The role of cytokines in Leishmania amazonensis experimental infection has not been as well studied as in Leishmania major infection model. Here we investigated the role of interleukin (IL)-4 and PGE 2 in L. amazonensis infection of susceptible BALB/c mice. IL-4 deficient (−/−) or wild-type (+/+) BALB/c mice were infected with different inocula of L. amazonensis. Two weeks after infection with 5 × 10 6 promastigotes/footpad, the production of interferon (IFN)-gamma upon L. amazonensis antigen stimulation was significantly higher in lymph node cell cultures of IL-4−/− mice than in IL-4+/+ mice. The levels of anti-leishmania IgG2a antibodies were also significantly higher in serum from IL-4−/− mice. In contrast, the levels of IgG1 antibodies were increased in IL-4+/+ mice and almost undetectable in IL-4−/− mice.
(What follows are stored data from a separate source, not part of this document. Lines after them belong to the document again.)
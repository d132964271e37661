use thiserror::Error;

use super::models::Config;

#[derive(Debug, Error)]
pub enum ValidationError {
    #[error("selection weight '{name}' out of range: {value} (expected 0.0..=1.0)")]
    WeightOutOfRange { name: &'static str, value: f64 },

    #[error("selection weights sum to {0}, which exceeds 1.0")]
    WeightSumTooLarge(f64),

    #[error("scheduler.max_concurrent_jobs must be at least 1")]
    ZeroConcurrency,

    #[error("conflict.lookahead_days must be at least 1")]
    ZeroLookahead,

    #[error("selection.max_age_days must be positive, got {0}")]
    NonPositiveMaxAge(i64),

    #[error("selection.min_quality out of range: {0} (expected 0.0..=10.0)")]
    MinQualityOutOfRange(f64),
}

/// Validate cross-field constraints the serde layer cannot express.
pub fn validate(config: &Config) -> Result<(), ValidationError> {
    let mut sum = 0.0;
    for (name, value) in config.selection.weights() {
        if !(0.0..=1.0).contains(&value) {
            return Err(ValidationError::WeightOutOfRange { name, value });
        }
        sum += value;
    }
    if sum > 1.0 + 1e-9 {
        return Err(ValidationError::WeightSumTooLarge(sum));
    }

    if config.scheduler.max_concurrent_jobs == 0 {
        return Err(ValidationError::ZeroConcurrency);
    }

    if config.conflict.lookahead_days == 0 {
        return Err(ValidationError::ZeroLookahead);
    }

    if config.selection.max_age_days <= 0 {
        return Err(ValidationError::NonPositiveMaxAge(config.selection.max_age_days));
    }

    if !(0.0..=10.0).contains(&config.selection.min_quality) {
        return Err(ValidationError::MinQualityOutOfRange(config.selection.min_quality));
    }

    Ok(())
}
#[tokio::test]
async fn test_retry_exhaustion_ends_in_terminal_failure() {
    let inner = Arc::new(MemoryStore::new());
    seed_group_with_content(&inner, 1, 1).await;
    let flaky = Arc::new(FlakyStore {
        inner: inner.clone(),
        failing: AtomicBool::new(false),
    });

    let scheduler = MaintenanceScheduler::new(
        flaky.clone(),
        inner.clone(),
        Arc::new(NoopContentUpdater),
        Arc::new(NoopPositionManager),
        Arc::new(NoopPerformanceRecorder),
        SchedulerConfig {
            retry_delay_ms: 10,
            ..SchedulerConfig::default()
        },
        ConflictConfig::default(),
        SelectionConfig::default(),
        Arc::new(Metrics::new()),
    );

    // Future-dated so nothing dispatches on its own.
    let job_id = scheduler
        .schedule_maintenance(
            1,
            1,
            1,
            Utc::now() + Duration::hours(1),
            JobKind::Scheduled,
            1,
            JobMetadata::default(),
        )
        .await
        .unwrap();

    flaky.failing.store(true, Ordering::SeqCst);

    // max_retries failures flip the job to retrying with backoff...
    for attempt in 1..=3u32 {
        scheduler.execute_job(&job_id).await.unwrap_err();
        let job = inner.get_job(&job_id).await.unwrap().unwrap();
        assert_eq!(job.status, JobStatus::Retrying);
        assert_eq!(job.retry_count, attempt);
    }

    // ...and one more exhausts them.
    scheduler.execute_job(&job_id).await.unwrap_err();
    let job = inner.get_job(&job_id).await.unwrap().unwrap();
    assert_eq!(job.status, JobStatus::Failed);
    assert_eq!(job.retry_count, job.max_retries);
    assert!(job.last_error.unwrap().contains("injected failure"));
}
Despite the increased Th1 response, lesions of IL-4−/− BALB/c mice progressed similarly to those of IL-4+/+ mice upon infection with the 5 × 10 6 inoculum. However, IL-4−/− mice developed smaller lesions upon infection with 10 5, 10 4 or 10 3 parasites than IL-4+/+ mice. The resistance of IL-4−/− correlated with higher Th1 response, compared to IL-4+/+ upon infection with 10 4 L. amazonensis. IL-4+/+ mice treated with indomethacin, an inhibitor of PGE 2 synthesis, during the first 3 weeks of infection developed smaller lesions and lower parasitic load when compared to the control group. The lesions of indomethacin-treated groups contained mostly macrophages without vacuoles and small or absent necrotic areas. These results indicate that IL-4 and PGE 2 are susceptibility factors to L. amazonensis infection.